1.2 Emotional Adaptation Training

prompt_st_dp_eam3d.py：

大致同上

2. 数据处理

根据第一帧中检测到的人脸，排除了一些模糊或人脸太小的视频。

视频预处理：preprocess_video.py

from glob import glob
import os

# 使用glob模块获取指定目录下所有的.mp4文件路径
allmp4s = glob('./video/*.mp4')

# 设置目标文件夹路径，并确保该文件夹存在
path_fps25='./video_fps25'
os.makedirs(path_fps25, exist_ok=True)

# 遍历每个.mp4文件
for mp4 in allmp4s:
    # 获取文件名（不带路径）
    name = os.path.basename(mp4)
    
    # 使用ffmpeg命令将视频转换为25帧每秒的视频，并设置音频参数
    os.system(f'ffmpeg -y -i {mp4} -filter:v fps=25 -ac 1 -ar 16000 -crf 10 {path_fps25}/{name}')
    
    # 使用ffmpeg命令将上一步生成的视频转换为.wav格式的音频文件
    os.system(f'ffmpeg -y -i {path_fps25}/{name} {path_fps25}/{name[:-4]}.wav')

#============== extract lmk for crop =================
# 提取关键点信息用于裁剪
print('============== extract lmk for crop =================')
os.system(f'python extract_lmks_eat.py {path_fps25}')
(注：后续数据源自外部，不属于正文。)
//! Process configuration, loaded from the environment with serde defaults.

use figment::providers::{Env, Serialized};
use figment::Figment;
use serde::{Deserialize, Serialize};

use crate::domain::{Result, TradeOpsError};

#[derive(Debug, Clone, Serialize, Deserialize)]
pub struct Config {
    /// Upstream trade-data provider
    #[serde(default = "default_base_url")]
    pub eximpedia_base_url: String,
    #[serde(default)]
    pub eximpedia_client_id: String,
    #[serde(default)]
    pub eximpedia_client_secret: String,

    /// Maximum in-flight upstream requests per process
    #[serde(default = "default_max_concurrent")]
    pub api_max_concurrent_requests: usize,
    /// Minimum gap between consecutive request submissions, seconds
    #[serde(default = "default_min_interval")]
    pub api_min_request_interval: f64,
    #[serde(default = "default_page_size")]
    pub api_page_size: usize,

    /// Refresh the token this many seconds before its expiry
    #[serde(default = "default_refresh_buffer")]
    pub token_refresh_buffer_seconds: u64,

    /// Dispatch surface bind address
    #[serde(default = "default_bind_addr")]
    pub bind_addr: String,
    #[serde(default = "default_port")]
    pub port: u16,

    #[serde(default = "default_log_level")]
    pub log_level: String,
    #[serde(default)]
    pub log_json: bool,
}

fn default_base_url() -> String {
    "https://web.eximpedia.app/backend/apis/v1".to_string()
}

fn default_max_concurrent() -> usize {
    5
}

fn default_min_interval() -> f64 {
    1.0
}

fn default_page_size() -> usize {
    1000
}

fn default_refresh_buffer() -> u64 {
    300
}

fn default_bind_addr() -> String {
    "0.0.0.0".to_string()
}

fn default_port() -> u16 {
    8000
}

fn default_log_level() -> String {
    "info".to_string()
}

impl Default for Config {
    fn default() -> Self {
        Self {
            eximpedia_base_url: default_base_url(),
            eximpedia_client_id: String::new(),
            eximpedia_client_secret: String::new(),
            api_max_concurrent_requests: default_max_concurrent(),
            api_min_request_interval: default_min_interval(),
            api_page_size: default_page_size(),
            token_refresh_buffer_seconds: default_refresh_buffer(),
            bind_addr: default_bind_addr(),
            port: default_port(),
            log_level: default_log_level(),
            log_json: false,
        }
    }
}

impl Config {
    /// Load from the environment, with defaults for everything except the
    /// upstream credentials.
    pub fn from_env() -> Result<Self> {
        let config: Config = Figment::from(Serialized::defaults(Config::default()))
            .merge(Env::raw())
            .extract()
            .map_err(|e| TradeOpsError::Config(e.to_string()))?;

        url::Url::parse(&config.eximpedia_base_url)
            .map_err(|e| TradeOpsError::Config(format!("invalid EXIMPEDIA_BASE_URL: {e}")))?;

        Ok(config)
    }

    /// Fail fast when the upstream credentials are absent. Called before any
    /// harvest work; the read-only analytics surface runs without them.
    pub fn require_credentials(&self) -> Result<()> {
        if self.eximpedia_client_id.is_empty() || self.eximpedia_client_secret.is_empty() {
            return Err(TradeOpsError::Config(
                "EXIMPEDIA_CLIENT_ID and EXIMPEDIA_CLIENT_SECRET must be set".to_string(),
            ));
        }
        Ok(())
    }

    pub fn page_size(&self) -> usize {
        self.api_page_size.min(1000)
    }
}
#======= extract speech in deepspeech_features =======
# 提取语音特征
print('======= extract speech in deepspeech_features =======')
os.chdir('./deepspeech_features/')
os.system(f'python extract_ds_features.py --input=../{path_fps25}')
os.chdir('../')
os.system('python deepfeature32.py')

#=================== crop videos =====================
# 裁剪视频
print('=================== crop videos =====================')
os.chdir('./vid2vid/')
os.system('python data_preprocess.py --dataset_mode preprocess_eat')
os.chdir('../')

#========== extract latent from cropped videos =======
#从裁剪的视频中提取潜在特征
print('========== extract latent from cropped videos =======')
os.system('python videos2img.py')
os.system('python latent_extractor.py')

#=========== extract poseimg from latent =============
# 从潜在特征中提取姿势图像
print('=========== extract poseimg from latent =============')
os.system('python generate_poseimg.py')

之后，Extract the bbox for training：preprocess/extract_bbox.py

fa = face_detection.FaceAlignment(face_detection.LandmarksType._2D, flip_input=False, device='cuda')
#初始化了一个人脸对齐（Face Alignment）模型对象，CUDA加速。

def detect_bbox(img_names):
    bboxs = []
    for img_name in img_names:
        img = img_as_float32(io.imread(img_name)).transpose((2, 0, 1))
        img = np.transpose(img[np.newaxis], (0,2,3,1))[...,::-1]
        bbox = fa.get_detections_for_batch(img*255)
        if bbox is not None:
            bboxs.append(bbox[0])
        else:
            bboxs.append(None)
    assert(len(bboxs)==len(img_names))
    return bboxs

这个函数用于检测一组图像中的人脸边界框。它接受一个图像文件名列表作为输入，并返回相应的人脸边界框列表。该函数首先加载图像文件，然后将其转换为指定的格式，并调用人脸对齐模型的get_detections_for_batch方法来获取人脸边界框。如果检测到了人脸边界框，则将其添加到bboxs列表中；否则，将None添加到列表中。

def main(args):
    file_images = glob('/data2/gy/lrw/lrw_images/*')
    file_images.sort()
    p = args.part
    t = len(file_images)
    for fi in tqdm(file_images[t*p:t*(p+1)]):
        out = basename(fi)
        outpath =f'/data2/gy/lrw/lrw_bbox/{out}.npy'
        if exists(outpath):
            continue
        images = glob(fi+'/*.jpg')
        images.sort()
        bboxs = detect_bbox(images)
        np.save(outpath, bboxs)

if __name__ == "__main__":
    parser = ArgumentParser()
    parser.add_argument("--files", default="*", help="filenames")
    parser.add_argument("--part", default="0", type=int, help="part")
    args = parser.parse_args()
    main(args)

利用人脸对齐模型进行人脸边界框检测，并将结果保存到.npy文件中。

3. 模型结构

augmentation.py

crop_clip 函数用于裁剪视频片段中的帧。根据输入参数 min_h、min_w、h 和 w，分别表示起始高度、起始宽度、裁剪后的高度和宽度。根据 clip[0] 的类型进行判断，如果是 np.ndarray 类型，则使用切片操作裁剪每一帧；如果是 PIL.Image.Image 类型，则使用 crop() 方法裁剪每一帧；否则抛出类型错误异常。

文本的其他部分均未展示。